我们选用了最常见的方法,即投票法,对于每个输出进行“求和”,即如果有三个及以上的基学习器得到的结果是同一类,那么最终的结果就是这一类。
代码示例
MyAPI.py
'''
version:
author:LieDra
Method:接口--输入非标准化数据或pca后数据
'''
import copy
import pandas as pd
from sklearn.model_selection import train_test_split
from sklearn import preprocessing
from sklearn.preprocessing import StandardScaler
from sklearn.tree import DecisionTreeClassifier
from sklearn.ensemble import RandomForestClassifier
from sklearn.svm import SVC
from sklearn.linear_model import LogisticRegression
# from sklearn.linear_model.logistic import LogisticRegression
from sklearn.neural_network import MLPClassifier
# 只需要改get_data参数即可改变读取的文件
def get_data():
df=pd.read_excel('D:/study/5/code/python/python Data analysis and mining/class/dataset/german.xls') #原始数据
# df=pd.read_excel('D:/study/5/code/python/python Data analysis and mining/class/dataset/german-pca.xls') #pca降维后的数据
x=df.ix[:,:-1]
y=df.ix[:,-1]
return x,y
def list_add(a,b):
# 这个函数实现列表a与列表b相加,同时相加后的值存到列表a中
assert len(a)==len(b)
for i in range(len(a)):
a[i] += b[i]
def list_div(a,num):
# 这个函数将列表a的各值除以num,同时将处理后的值存到列表a中
for i in range(len(a)):
a[i] /= num
return a
def get_result_of_5classifiers(l1,l2,l3,l4,l5):
# tmp = list_add(l1,list_add(l2,list_add( l3,list_add(l4,l5) ) ) )
tmp = copy.deepcopy(l1)
list_add(tmp,l2)
list_add(tmp,l3)
list_add(tmp,l4)
list_add(tmp,l5)
# print(l1[:30])
# print(l2[:30])
# print(l3[:30])
# print(l4[:30])
# print(l5[:30])
# print(tmp[:30])
for i in range(len(tmp)):
if tmp[i]>2:
tmp[i]=1
else:
tmp[i]=0
return tmp
def get_acc_of_5classifiers(result,real):
tmp = [1 for i in range(len(result)) if result[i]==real[i]]
# print(tmp)
# print(len(tmp))
return sum(tmp)/len(real)
def get_score(result,real):
tmp = 0
for i in range(len(result)):
if result[i] == real[i]:
continue
elif result[i]==0:
tmp += 1
elif result[i]==1:
tmp += 5
return tmp
def AUC_performance(AUC):
'''
Logistic regression auc
'''
if AUC >=0.7:
print("good classifier")
if 0.7>AUC>0.6:
print("not very good classifier")
if 0.6>=AUC>0.5:
print("useless classifier")
if 0.5>=AUC:
print("bad classifier,with sorting problems")

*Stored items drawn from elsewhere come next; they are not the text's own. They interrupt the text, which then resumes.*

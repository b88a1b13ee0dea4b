use super::*;

#[test]
fn identical_vectors_have_similarity_one() {
    let v = [0.3, -1.2, 4.5, 0.01];
    assert!((cosine_similarity(&v, &v) - 1.0).abs() < 1e-6);
}

#[test]
fn zero_vector_has_similarity_zero() {
    let v = [0.3, -1.2, 4.5];
    let zero = [0.0, 0.0, 0.0];
    assert!(cosine_similarity(&v, &zero).abs() < f32::EPSILON);
    assert!(cosine_similarity(&zero, &zero).abs() < f32::EPSILON);
}

#[test]
fn opposite_and_orthogonal_vectors() {
    assert!((cosine_similarity(&[1.0, 2.0], &[-1.0, -2.0]) + 1.0).abs() < 1e-6);
    assert!(cosine_similarity(&[1.0, 0.0], &[0.0, 3.0]).abs() < 1e-6);
}

#[test]
fn similarity_stays_within_bounds() {
    let vectors: Vec<Vec<f32>> = (1..20u8)
        .map(|seed| {
            (0..8u8)
                .map(|i| f32::from(seed.wrapping_mul(31).wrapping_add(i * 17) % 23) - 11.0)
                .collect()
        })
        .collect();

    for a in &vectors {
        for b in &vectors {
            let sim = cosine_similarity(a, b);
            assert!((-1.0..=1.0).contains(&sim), "similarity {} out of range", sim);
        }
    }
}

#[test]
fn mismatched_lengths_are_dissimilar() {
    assert!(cosine_similarity(&[1.0, 2.0], &[1.0, 2.0, 3.0]).abs() < f32::EPSILON);
}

def get_train_check(seed):
# x,y = get_data()
# x_train,x_test,y_train,y_test=train_test_split(x,y,test_size=0.4,random_state=seed)

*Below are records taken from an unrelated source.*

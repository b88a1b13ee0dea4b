//! Two-tier cache over the remote navigation manifest
//!
//! Reads are served from memory while the snapshot is younger than the memory
//! TTL, then from the on-disk [`CacheEntry`], then from a synchronous fetch.
//! A disk entry older than `refresh_after` is adopted and refreshed by a single
//! detached task while readers keep the adopted snapshot. Memory reads never
//! touch the disk or the network.


use anyhow::{anyhow, bail};
use std::path::{Path, PathBuf};
use std::sync::atomic::{AtomicBool, AtomicU64, Ordering};
use std::sync::{Arc, Mutex, PoisonError};
use std::time::Duration;
use tokio::sync::RwLock;
use tokio::task::JoinHandle;
use tracing::{debug, info, warn};

use crate::config::{CacheConfig, SourceConfig};
use crate::docs::manifest::{flatten_manifest, parse_manifest};
use crate::docs::models::{CacheEntry, DocumentationStructure};
use crate::docs::source::{DocsSource, ManifestResponse};
use crate::embeddings::EmbeddingIndex;
use crate::storage::{self, Clock};
use crate::{DocsError, Result};

#[derive(Debug, Clone)]
struct Snapshot {
    structure: Arc<DocumentationStructure>,
    etag: Option<String>,
}

impl Snapshot {
    fn to_entry(&self) -> CacheEntry {
        CacheEntry {
            structure: (*self.structure).clone(),
            timestamp: self.structure.last_updated,
            etag: self.etag.clone(),
        }
    }
}

/// Cheaply cloneable handle; clones share one cache
#[derive(Clone)]
pub struct DocumentationStore {
    inner: Arc<StoreInner>,
}

struct StoreInner {
    source: Arc<dyn DocsSource>,
    source_config: SourceConfig,
    cache_path: PathBuf,
    memory_ttl: Duration,
    refresh_after: Duration,
    clock: Clock,
    index: Option<EmbeddingIndex>,
    current: RwLock<Option<Snapshot>>,
    /// Serializes synchronous fetches
    fetch_lock: tokio::sync::Mutex<()>,
    refreshing: AtomicBool,
    refresh_task: Mutex<Option<JoinHandle<()>>>,
    generation: AtomicU64,
}

impl DocumentationStore {
    #[inline]
    pub fn new(
        source: Arc<dyn DocsSource>,
        source_config: SourceConfig,
        cache_config: &CacheConfig,
        cache_path: PathBuf,
    ) -> Self {
        Self {
            inner: Arc::new(StoreInner {
                source,
                source_config,
                cache_path,
                memory_ttl: cache_config.memory_ttl(),
                refresh_after: cache_config.refresh_after(),
                clock: Clock::system(),
                index: None,
                current: RwLock::new(None),
                fetch_lock: tokio::sync::Mutex::new(()),
                refreshing: AtomicBool::new(false),
                refresh_task: Mutex::new(None),
                generation: AtomicU64::new(0),
            }),
        }
    }

    #[inline]
    pub fn with_clock(mut self, clock: Clock) -> Self {
        if let Some(inner) = Arc::get_mut(&mut self.inner) {
            inner.clock = clock;
        } else {
            warn!("Store handle already shared; clock ignored");
        }
        self
    }

    /// Index invalidated together with this store
    #[inline]
    pub fn with_index(mut self, index: EmbeddingIndex) -> Self {
        if let Some(inner) = Arc::get_mut(&mut self.inner) {
            inner.index = Some(index);
        } else {
            warn!("Store handle already shared; index ignored");
        }
        self
    }

    #[inline]
    pub fn cache_path(&self) -> &Path {
        &self.inner.cache_path
    }

    #[inline]
    pub fn is_refreshing(&self) -> bool {
        self.inner.refreshing.load(Ordering::SeqCst)
    }

    /// The current documentation snapshot
    pub async fn get_structure(&self) -> Result<Arc<DocumentationStructure>> {
        if let Some(structure) = self.fresh_in_memory().await {
            return Ok(structure);
        }

        let _fetching = self.inner.fetch_lock.lock().await;
        if let Some(structure) = self.fresh_in_memory().await {
            return Ok(structure);
        }

        let disk: Option<CacheEntry> = storage::read_json(&self.inner.cache_path).await;
        if let Some(entry) = &disk {
            let age = self.inner.clock.age_of(entry.timestamp);
            if age < self.inner.memory_ttl {
                debug!("Using documentation cache from disk ({:?} old)", age);
                let structure = self.inner.adopt(entry.clone()).await;
                if age > self.inner.refresh_after {
                    self.schedule_refresh();
                }
                return Ok(structure);
            }
        }

        let previous = match disk {
            Some(entry) => Some(entry),
            None => self.inner.current.read().await.as_ref().map(Snapshot::to_entry),
        };

        match self.inner.fetch(previous.as_ref()).await {
            Ok(entry) => Ok(self.inner.install(entry).await),
            Err(e) => {
                let Some(stale) = previous else {
                    return Err(DocsError::Unavailable(format!("{:#}", e)));
                };
                warn!(
                    "Failed to refresh documentation, serving cache from {}: {:#}",
                    stale.timestamp, e
                );
                Ok(self.inner.adopt(stale).await)
            }
        }
    }

    /// Drop both cache tiers and the vector index
    pub async fn invalidate(&self) -> Result<()> {
        self.inner.generation.fetch_add(1, Ordering::SeqCst);
        *self.inner.current.write().await = None;
        storage::remove_if_exists(&self.inner.cache_path).await?;
        info!("Documentation cache invalidated");

        if let Some(index) = &self.inner.index {
            index.invalidate().await?;
        }
        Ok(())
    }

    /// Write the in-memory snapshot to disk, including any page content
    /// resolved since it was fetched
    pub async fn persist(&self) -> Result<()> {
        let entry = self.inner.current.read().await.as_ref().map(Snapshot::to_entry);
        if let Some(entry) = entry {
            storage::write_json_atomic(&self.inner.cache_path, &entry).await?;
            debug!("Persisted documentation cache with resolved content");
        }
        Ok(())
    }

    /// Wait for the background refresh, if one is running
    pub async fn wait_for_refresh(&self) {
        let task = self
            .inner
            .refresh_task
            .lock()
            .unwrap_or_else(PoisonError::into_inner)
            .take();

        if let Some(task) = task {
            if let Err(e) = task.await {
                warn!("Background refresh task failed: {}", e);
            }
        }
    }

    async fn fresh_in_memory(&self) -> Option<Arc<DocumentationStructure>> {
        let current = self.inner.current.read().await;
        let snapshot = current.as_ref()?;
        (self.inner.clock.age_of(snapshot.structure.last_updated) < self.inner.memory_ttl)
            .then(|| Arc::clone(&snapshot.structure))
    }

    fn schedule_refresh(&self) {
        if self.inner.refreshing.swap(true, Ordering::SeqCst) {
            debug!("Background refresh already running");
            return;
        }

        info!("Documentation cache is aging, refreshing in background");
        let guard = RefreshGuard(Arc::clone(&self.inner));
        let task = tokio::spawn(async move {
            guard.0.refresh().await;
        });

        *self
            .inner
            .refresh_task
            .lock()
            .unwrap_or_else(PoisonError::into_inner) = Some(task);
    }
}

/// Clears the `refreshing` flag when the refresh task ends, including by panic
struct RefreshGuard(Arc<StoreInner>);

impl Drop for RefreshGuard {
    #[inline]
    fn drop(&mut self) {
        self.0.refreshing.store(false, Ordering::SeqCst);
    }
}

impl StoreInner {
    async fn refresh(&self) {
        let generation = self.generation.load(Ordering::SeqCst);
        let previous = self.current.read().await.as_ref().map(Snapshot::to_entry);

        match self.fetch(previous.as_ref()).await {
            Ok(entry) if self.generation.load(Ordering::SeqCst) == generation => {
                let structure = self.install(entry).await;
                info!("Background refresh loaded {} pages", structure.len());
            }
            Ok(_) => debug!("Cache invalidated during background refresh; discarding result"),
            Err(e) => warn!("Background refresh failed, keeping current cache: {:#}", e),
        }
    }

    /// Fetch a new entry, conditionally on the etag of `previous`
    async fn fetch(&self, previous: Option<&CacheEntry>) -> anyhow::Result<CacheEntry> {
        let etag = previous.and_then(|entry| entry.etag.as_deref());

        match self.source.fetch_manifest(etag).await? {
            ManifestResponse::NotModified => {
                let previous =
                    previous.ok_or_else(|| anyhow!("Not-modified response without a cached manifest"))?;
                let now = self.clock.now();
                debug!("Navigation manifest unchanged, restamping cached structure");
                Ok(CacheEntry {
                    structure: previous.structure.restamped(now),
                    timestamp: now,
                    etag: previous.etag.clone(),
                })
            }
            ManifestResponse::Fetched { body, etag } => {
                let manifest = parse_manifest(&body)?;
                let pages = flatten_manifest(&manifest, &self.source_config);
                if pages.is_empty() {
                    bail!("Navigation manifest contains no pages");
                }

                let now = self.clock.now();
                let version = etag
                    .clone()
                    .unwrap_or_else(|| now.format("%Y%m%d%H%M%S").to_string());
                info!("Fetched navigation manifest with {} pages", pages.len());

                Ok(CacheEntry {
                    structure: DocumentationStructure::new(pages, now, version),
                    timestamp: now,
                    etag,
                })
            }
        }
    }

    /// Persist `entry` and swap it into memory
    async fn install(&self, entry: CacheEntry) -> Arc<DocumentationStructure> {
        if let Err(e) = storage::write_json_atomic(&self.cache_path, &entry).await {
            warn!("Failed to persist documentation cache: {:#}", e);
        }
        self.adopt(entry).await
    }

    async fn adopt(&self, entry: CacheEntry) -> Arc<DocumentationStructure> {
        let structure = Arc::new(entry.structure);
        *self.current.write().await = Some(Snapshot {
            structure: Arc::clone(&structure),
            etag: entry.etag,
        });
        structure
    }
}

x_test2,x_check,y_test2,y_check=train_test_split(x_test,y_test,train_size=0.25,random_state=seed)
return x_train,x_check,y_train,y_check
def get_decision_tree_classifier():
'''
不需要标准化数据
'''
# x,y = get_data()
# x_train,x_test,y_train,y_test=train_test_split(x,y,test_size=0.4,random_state=47)
# x_test2,x_check,y_test2,y_check=train_test_split(x_test,y_test,train_size=0.25,random_state=48)
best_tree = DecisionTreeClassifier(max_depth=3,random_state=88)
best_tree = best_tree.fit(x_train,y_train)
# accuracy_training=best_tree.score(x_train,y_train)
accuracy_test=best_tree.score(x_test,y_test)
print("decision tree:")
# print("accuracy on the training subset:{:.3f}".format(best_tree.score(x_train,y_train)))
print("accuracy on the check subset:{:.3f}".format(best_tree.score(x_check,y_check)))
return best_tree
def get_random_forest_classifier():
'''
不需要标准化数据
'''
trees = 10
# x,y = get_data()
# x_train,x_test,y_train,y_test=train_test_split(x,y,test_size=0.4,random_state=594)
# x_test2,x_check,y_test2,y_check=train_test_split(x_test,y_test,train_size=0.25,random_state=594)
forest=RandomForestClassifier(n_estimators=trees,random_state=38)
forest.fit(x_train,y_train)
# result_acc = 0
# result_acc += forest.score(x_check,y_check)
# for j in range(10):
# x_test2,x_check,y_test2,y_check=train_test_split(x_test,y_test,train_size=0.25,random_state=j+1)
# print(forest.score(x_check,y_check),end=' ')
# # print(forest.predict(x_check))
# result_acc += forest.score(x_check,y_check)
# print()
# print("avg accuracy on the 11 check subsets:{:.3f}".format(result_acc/11))
return forest
def get_svm_classifier():
'''
需要标准化数据
'''
# x,y = get_data()
# x_train,x_test,y_train,y_test=train_test_split(x,y,stratify=y,train_size=0.6,random_state=38)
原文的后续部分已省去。